- WORK ORDER -
In how many lines of the records below does the word "insert" appear? Reply with the number only.

Extracted data entries:
impl PushConfig {
    /// 从 TOML 文件加载配置
    pub fn from_toml_file<P: AsRef<Path>>(path: P) -> Result<Self> {
        let content = fs::read_to_string(path.as_ref())
            .with_context(|| format!("无法读取配置文件: {:?}", path.as_ref()))?;
        Self::from_toml_str(&content)
    }

    pub fn from_toml_str(content: &str) -> Result<Self> {
        let toml_config: TomlConfig = toml::from_str(content).with_context(|| "配置文件格式错误")?;
        Ok(toml_config.into())
    }

    /// 从环境变量加载配置（PUSHRELAY_ 前缀）
    pub fn merge_from_env(&mut self) -> Result<()> {
        if let Ok(host) = env::var("PUSHRELAY_HOST") {
            self.core.host = host;
        }
        if let Ok(port) = env::var("PUSHRELAY_PORT") {
            self.core.port = port.parse().unwrap_or(self.core.port);
        }
        if let Ok(capacity) = env::var("PUSHRELAY_QUEUE_CAPACITY") {
            self.core.queue_capacity = capacity.parse().unwrap_or(self.core.queue_capacity);
        }
        if let Ok(workers) = env::var("PUSHRELAY_WORKER_NUM") {
            self.core.worker_num = workers.parse().unwrap_or(self.core.worker_num);
        }
        if let Ok(key_path) = env::var("PUSHRELAY_IOS_KEY_PATH") {
            self.ios.key_path = key_path;
        }
        if let Ok(api_key) = env::var("PUSHRELAY_ANDROID_API_KEY") {
            self.android.api_key = api_key;
        }
        if let Ok(log_level) = env::var("PUSHRELAY_LOG_LEVEL") {
            self.log.level = log_level;
        }
        Ok(())
    }

    /// 从命令行参数合并配置
    pub fn merge_from_cli(&mut self, cli: &crate::cli::Cli) {
        if let Some(host) = &cli.host {
            self.core.host = host.clone();
        }
        if let Some(port) = cli.port {
            self.core.port = port;
        }
        if let Some(key_path) = &cli.ios_key {
            self.ios.key_path = key_path.clone();
        }
        if let Some(api_key) = &cli.android_api_key {
            self.android.api_key = api_key.clone();
        }
        if let Some(workers) = cli.worker_num {
            self.core.worker_num = workers;
        }
        if let Some(capacity) = cli.queue_capacity {
            self.core.queue_capacity = capacity;
        }
        if cli.enable_metrics {
            self.core.enable_metrics = true;
        }
        if let Some(log_level) = cli.get_log_level() {
            self.log.level = log_level;
        }
        if let Some(log_file) = &cli.log_file {
            self.log.file = Some(log_file.clone());
        }
    }

    /// 加载配置（按优先级：命令行 > 环境变量 > 配置文件 > 默认值）
    pub fn load(cli: &crate::cli::Cli) -> Result<Self> {
        let mut config = if let Some(config_file) = &cli.config_file {
            if !Path::new(config_file).exists() {
                bail!("配置文件不存在: {}", config_file);
            }
            info!("📄 从配置文件加载: {}", config_file);
            Self::from_toml_file(config_file)?
        } else if Path::new(DEFAULT_CONFIG_FILE).exists() {
            info!("📄 从默认配置文件加载: {}", DEFAULT_CONFIG_FILE);
            Self::from_toml_file(DEFAULT_CONFIG_FILE)?
        } else {
            Self::default()
        };

        config.merge_from_env()?;
        config.merge_from_cli(cli);

        if config.core.max_retry_ceiling > HARD_RETRY_CEILING {
            warn!(
                "⚠️ max_retry_ceiling {} 超过硬上限，截断为 {}",
                config.core.max_retry_ceiling, HARD_RETRY_CEILING
            );
            config.core.max_retry_ceiling = HARD_RETRY_CEILING;
        }

        Ok(config)
    }

    /// 启动前校验
    pub fn validate(&self) -> Result<()> {
        if !self.ios.enabled && !self.android.enabled {
            bail!("请在配置中启用 iOS 或 Android");
        }
        if self.ios.enabled && self.ios.key_path.is_empty() {
            bail!("iOS 私钥路径未配置 (ios.key_path)");
        }
        if self.android.enabled && self.android.api_key.is_empty() {
            bail!("Android API Key 未配置 (android.api_key)");
        }
        if self.core.queue_capacity == 0 {
            bail!("core.queue_capacity 必须大于 0");
        }
        if self.core.worker_num == 0 {
            bail!("core.worker_num 必须大于 0");
        }
        if self.core.backoff.max_ms < self.core.backoff.base_ms {
            bail!("core.backoff.max_ms 不能小于 base_ms");
        }
        Ok(())
    }

    /// 调度器参数
    pub fn dispatcher_config(&self) -> DispatcherConfig {
        let mut default_max_retry = HashMap::new();
        default_max_retry.insert(Platform::Ios, self.ios.max_retry);
        default_max_retry.insert(Platform::Android, self.android.max_retry);

        DispatcherConfig {
            queue_capacity: self.core.queue_capacity,
            worker_num: self.core.worker_num,
            max_retry_ceiling: self.core.max_retry_ceiling,
            send_timeout: self.core.send_timeout(),
            backoff: self.core.backoff.clone(),
            default_max_retry,
        }
    }

    /// 隐藏凭证后的副本（用于展示）
    pub fn redacted(&self) -> Self {
        let mut config = self.clone();
        if !config.android.api_key.is_empty() {
            config.android.api_key = "******".to_string();
        }
        config
    }
}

- WRITTEN SOLUTION -
2